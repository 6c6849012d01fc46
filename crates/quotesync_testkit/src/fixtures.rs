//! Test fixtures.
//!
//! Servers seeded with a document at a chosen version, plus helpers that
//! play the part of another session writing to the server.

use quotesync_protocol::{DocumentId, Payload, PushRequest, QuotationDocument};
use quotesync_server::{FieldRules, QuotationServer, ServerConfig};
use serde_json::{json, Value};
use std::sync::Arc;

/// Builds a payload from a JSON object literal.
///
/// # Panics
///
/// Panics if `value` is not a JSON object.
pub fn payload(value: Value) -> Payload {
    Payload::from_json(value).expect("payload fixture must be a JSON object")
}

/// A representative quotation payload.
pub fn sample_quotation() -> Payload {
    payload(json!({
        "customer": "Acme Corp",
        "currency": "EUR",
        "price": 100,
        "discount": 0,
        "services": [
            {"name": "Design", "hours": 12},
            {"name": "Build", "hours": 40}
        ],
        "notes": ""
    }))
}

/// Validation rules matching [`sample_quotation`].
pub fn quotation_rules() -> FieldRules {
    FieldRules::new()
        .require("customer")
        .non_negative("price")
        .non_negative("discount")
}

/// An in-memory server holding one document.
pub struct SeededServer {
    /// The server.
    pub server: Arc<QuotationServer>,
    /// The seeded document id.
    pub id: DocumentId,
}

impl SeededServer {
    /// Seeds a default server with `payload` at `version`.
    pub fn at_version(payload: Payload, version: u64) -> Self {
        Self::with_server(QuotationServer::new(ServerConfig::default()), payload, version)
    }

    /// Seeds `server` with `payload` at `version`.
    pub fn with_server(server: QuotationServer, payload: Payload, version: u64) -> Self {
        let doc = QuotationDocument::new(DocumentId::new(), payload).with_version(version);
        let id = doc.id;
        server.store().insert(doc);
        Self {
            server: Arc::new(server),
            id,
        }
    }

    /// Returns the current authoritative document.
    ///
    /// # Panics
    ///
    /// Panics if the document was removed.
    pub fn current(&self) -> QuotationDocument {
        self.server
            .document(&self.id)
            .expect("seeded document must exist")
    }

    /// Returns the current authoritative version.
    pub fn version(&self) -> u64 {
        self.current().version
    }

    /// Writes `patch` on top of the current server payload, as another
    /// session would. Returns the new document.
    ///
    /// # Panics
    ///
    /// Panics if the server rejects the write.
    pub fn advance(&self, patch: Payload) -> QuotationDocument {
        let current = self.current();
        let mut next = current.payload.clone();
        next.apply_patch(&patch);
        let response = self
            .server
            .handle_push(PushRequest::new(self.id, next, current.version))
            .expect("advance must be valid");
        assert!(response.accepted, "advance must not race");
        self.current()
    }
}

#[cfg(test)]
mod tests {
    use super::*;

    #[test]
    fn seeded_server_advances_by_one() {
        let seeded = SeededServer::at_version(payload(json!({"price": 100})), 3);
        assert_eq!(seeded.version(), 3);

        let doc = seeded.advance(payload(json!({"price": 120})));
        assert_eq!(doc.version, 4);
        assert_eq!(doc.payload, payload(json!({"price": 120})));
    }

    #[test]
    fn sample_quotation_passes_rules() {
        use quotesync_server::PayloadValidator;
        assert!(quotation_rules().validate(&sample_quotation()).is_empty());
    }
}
=======
**WHAT YOU NEED TO DO:**
Give the number of lines above containing the word "authoritative", with no other text.

**RESULT OF THIS EXERCISE:**
2